= AIM OF THE TASK =
Below are the records; pull every line that includes "crates".
*** DATASET ENTRIES Section Begins ***
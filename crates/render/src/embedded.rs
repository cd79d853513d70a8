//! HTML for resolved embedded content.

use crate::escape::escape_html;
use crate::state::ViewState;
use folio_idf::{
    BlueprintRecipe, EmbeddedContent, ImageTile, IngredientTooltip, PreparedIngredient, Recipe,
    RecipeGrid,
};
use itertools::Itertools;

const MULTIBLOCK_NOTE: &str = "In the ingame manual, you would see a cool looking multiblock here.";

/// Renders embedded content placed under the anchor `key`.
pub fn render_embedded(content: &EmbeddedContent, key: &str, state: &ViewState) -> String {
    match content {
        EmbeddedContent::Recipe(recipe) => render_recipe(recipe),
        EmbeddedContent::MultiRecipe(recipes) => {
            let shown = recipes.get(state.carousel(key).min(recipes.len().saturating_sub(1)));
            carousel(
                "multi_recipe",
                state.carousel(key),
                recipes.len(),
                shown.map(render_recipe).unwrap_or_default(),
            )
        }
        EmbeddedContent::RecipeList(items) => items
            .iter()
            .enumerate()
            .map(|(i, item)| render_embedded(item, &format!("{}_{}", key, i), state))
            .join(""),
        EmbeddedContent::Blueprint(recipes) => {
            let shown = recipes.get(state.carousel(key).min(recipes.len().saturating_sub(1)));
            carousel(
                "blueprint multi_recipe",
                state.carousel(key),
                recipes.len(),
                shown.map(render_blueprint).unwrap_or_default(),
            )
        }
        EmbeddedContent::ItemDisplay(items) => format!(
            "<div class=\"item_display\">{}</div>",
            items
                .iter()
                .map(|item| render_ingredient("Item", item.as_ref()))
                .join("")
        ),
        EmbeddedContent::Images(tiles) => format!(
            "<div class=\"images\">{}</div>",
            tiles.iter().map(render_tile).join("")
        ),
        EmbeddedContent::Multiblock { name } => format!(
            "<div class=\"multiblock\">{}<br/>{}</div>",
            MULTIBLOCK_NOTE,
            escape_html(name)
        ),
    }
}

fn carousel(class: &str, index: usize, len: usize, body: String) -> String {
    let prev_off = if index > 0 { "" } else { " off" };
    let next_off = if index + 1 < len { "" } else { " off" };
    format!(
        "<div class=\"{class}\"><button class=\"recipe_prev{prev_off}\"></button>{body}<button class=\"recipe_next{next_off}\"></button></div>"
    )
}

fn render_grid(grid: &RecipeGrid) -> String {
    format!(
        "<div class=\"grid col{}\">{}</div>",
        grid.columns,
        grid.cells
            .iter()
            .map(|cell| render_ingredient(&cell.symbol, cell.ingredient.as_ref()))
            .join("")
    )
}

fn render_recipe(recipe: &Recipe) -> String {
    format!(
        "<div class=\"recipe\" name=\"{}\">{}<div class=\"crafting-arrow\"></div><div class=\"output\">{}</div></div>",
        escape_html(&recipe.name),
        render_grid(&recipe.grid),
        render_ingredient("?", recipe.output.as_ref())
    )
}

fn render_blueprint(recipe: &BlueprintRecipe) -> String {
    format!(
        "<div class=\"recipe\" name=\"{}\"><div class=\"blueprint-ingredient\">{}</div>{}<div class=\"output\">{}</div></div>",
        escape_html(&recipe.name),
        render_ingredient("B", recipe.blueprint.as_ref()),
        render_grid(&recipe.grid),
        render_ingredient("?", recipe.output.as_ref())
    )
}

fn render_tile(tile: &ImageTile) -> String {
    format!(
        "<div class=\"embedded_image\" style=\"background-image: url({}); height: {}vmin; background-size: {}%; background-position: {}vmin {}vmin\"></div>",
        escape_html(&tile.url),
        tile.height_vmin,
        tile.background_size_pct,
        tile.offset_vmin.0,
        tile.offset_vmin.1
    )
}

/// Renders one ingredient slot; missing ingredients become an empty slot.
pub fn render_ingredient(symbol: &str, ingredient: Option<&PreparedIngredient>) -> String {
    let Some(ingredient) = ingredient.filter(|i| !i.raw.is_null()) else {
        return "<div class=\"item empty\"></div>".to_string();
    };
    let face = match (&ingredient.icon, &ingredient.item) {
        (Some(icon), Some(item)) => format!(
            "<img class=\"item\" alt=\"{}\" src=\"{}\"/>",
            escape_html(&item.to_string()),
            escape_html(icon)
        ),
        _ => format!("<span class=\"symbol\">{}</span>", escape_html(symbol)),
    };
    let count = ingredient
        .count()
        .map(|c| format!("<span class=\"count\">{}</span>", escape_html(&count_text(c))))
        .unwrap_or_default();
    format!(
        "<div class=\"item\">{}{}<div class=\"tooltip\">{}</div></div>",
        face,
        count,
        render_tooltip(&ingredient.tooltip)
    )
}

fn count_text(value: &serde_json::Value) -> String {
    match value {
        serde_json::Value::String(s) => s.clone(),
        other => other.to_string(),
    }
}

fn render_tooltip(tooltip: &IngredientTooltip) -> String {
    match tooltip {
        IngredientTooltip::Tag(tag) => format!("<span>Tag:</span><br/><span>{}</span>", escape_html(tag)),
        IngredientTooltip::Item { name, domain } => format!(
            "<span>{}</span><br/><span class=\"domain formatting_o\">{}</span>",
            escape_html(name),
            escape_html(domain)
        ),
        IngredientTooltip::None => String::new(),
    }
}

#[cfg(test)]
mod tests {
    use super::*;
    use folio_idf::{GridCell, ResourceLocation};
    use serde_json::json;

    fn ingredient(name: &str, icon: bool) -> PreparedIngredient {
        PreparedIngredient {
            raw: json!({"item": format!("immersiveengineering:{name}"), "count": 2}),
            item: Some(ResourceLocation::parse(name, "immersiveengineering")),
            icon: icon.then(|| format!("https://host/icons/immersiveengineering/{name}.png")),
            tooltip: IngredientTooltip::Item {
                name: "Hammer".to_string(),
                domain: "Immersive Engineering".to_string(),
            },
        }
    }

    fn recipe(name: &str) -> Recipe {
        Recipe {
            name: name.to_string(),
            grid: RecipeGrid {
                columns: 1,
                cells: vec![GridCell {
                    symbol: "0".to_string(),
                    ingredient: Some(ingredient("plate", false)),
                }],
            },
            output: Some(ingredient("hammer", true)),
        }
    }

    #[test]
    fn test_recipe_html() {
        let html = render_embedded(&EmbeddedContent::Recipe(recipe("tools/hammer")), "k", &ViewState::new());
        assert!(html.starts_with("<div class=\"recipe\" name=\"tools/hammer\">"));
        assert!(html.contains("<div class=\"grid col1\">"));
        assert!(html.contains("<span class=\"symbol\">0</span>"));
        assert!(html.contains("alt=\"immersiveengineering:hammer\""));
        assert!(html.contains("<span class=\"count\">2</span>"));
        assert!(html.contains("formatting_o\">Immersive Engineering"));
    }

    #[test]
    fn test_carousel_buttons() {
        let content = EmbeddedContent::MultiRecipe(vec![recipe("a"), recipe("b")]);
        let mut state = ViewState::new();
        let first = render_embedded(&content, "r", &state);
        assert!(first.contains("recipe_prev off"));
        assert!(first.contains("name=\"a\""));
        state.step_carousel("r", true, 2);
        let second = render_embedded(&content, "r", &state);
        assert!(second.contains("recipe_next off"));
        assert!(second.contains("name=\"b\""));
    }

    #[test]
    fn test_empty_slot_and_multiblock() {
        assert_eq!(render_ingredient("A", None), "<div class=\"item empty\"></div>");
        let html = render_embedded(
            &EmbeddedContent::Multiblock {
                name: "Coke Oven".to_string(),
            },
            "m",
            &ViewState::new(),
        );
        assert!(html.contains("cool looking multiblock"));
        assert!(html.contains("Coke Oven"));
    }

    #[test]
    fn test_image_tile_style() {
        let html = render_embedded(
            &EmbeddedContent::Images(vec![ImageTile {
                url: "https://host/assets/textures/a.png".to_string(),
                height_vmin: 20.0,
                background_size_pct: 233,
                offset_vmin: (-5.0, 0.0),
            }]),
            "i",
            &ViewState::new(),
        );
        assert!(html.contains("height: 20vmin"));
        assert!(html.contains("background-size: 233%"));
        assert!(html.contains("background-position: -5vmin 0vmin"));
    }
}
*** DATASET ENTRIES Section Ends ***
*** DATASET ENTRIES Section Begins ***
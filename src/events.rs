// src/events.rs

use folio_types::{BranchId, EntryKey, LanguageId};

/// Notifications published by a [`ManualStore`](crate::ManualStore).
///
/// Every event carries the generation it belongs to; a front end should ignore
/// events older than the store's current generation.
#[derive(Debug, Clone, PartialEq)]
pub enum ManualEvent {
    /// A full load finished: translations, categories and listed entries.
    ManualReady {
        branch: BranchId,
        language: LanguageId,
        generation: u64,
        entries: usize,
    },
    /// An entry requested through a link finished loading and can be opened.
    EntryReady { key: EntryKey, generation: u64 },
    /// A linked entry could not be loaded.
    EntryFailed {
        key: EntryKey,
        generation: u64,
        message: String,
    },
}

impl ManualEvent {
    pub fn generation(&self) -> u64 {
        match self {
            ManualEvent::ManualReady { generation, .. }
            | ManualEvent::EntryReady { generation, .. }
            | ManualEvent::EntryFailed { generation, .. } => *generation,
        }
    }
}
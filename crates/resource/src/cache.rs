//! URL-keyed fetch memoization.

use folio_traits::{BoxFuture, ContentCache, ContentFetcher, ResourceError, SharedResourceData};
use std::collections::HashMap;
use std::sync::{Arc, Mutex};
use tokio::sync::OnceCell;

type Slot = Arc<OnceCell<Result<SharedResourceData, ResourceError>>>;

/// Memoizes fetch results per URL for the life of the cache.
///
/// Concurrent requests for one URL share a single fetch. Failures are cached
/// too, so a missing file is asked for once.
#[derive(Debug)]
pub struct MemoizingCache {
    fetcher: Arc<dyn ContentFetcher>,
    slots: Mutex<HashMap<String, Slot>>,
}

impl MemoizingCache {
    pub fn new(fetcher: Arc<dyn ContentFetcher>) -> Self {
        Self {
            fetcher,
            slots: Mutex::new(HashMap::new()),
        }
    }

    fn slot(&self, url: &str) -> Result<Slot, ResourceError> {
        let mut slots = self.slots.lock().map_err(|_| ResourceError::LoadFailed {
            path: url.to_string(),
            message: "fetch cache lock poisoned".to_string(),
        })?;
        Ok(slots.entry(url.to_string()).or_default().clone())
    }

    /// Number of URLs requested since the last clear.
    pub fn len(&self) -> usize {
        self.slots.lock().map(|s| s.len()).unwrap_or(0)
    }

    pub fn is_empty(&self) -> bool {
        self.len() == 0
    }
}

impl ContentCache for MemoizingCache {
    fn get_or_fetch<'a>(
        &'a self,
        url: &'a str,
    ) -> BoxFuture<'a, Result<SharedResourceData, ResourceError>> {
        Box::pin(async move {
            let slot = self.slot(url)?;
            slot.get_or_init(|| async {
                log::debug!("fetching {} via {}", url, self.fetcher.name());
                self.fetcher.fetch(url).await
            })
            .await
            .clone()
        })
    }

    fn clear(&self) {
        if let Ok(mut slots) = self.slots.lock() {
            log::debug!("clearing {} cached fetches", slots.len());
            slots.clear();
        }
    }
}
*** DATASET ENTRIES Section Ends ***
= EXERCISE ANSWER =
filename crates/render/src/embedded.rs
filename crates/resource/src/cache.rs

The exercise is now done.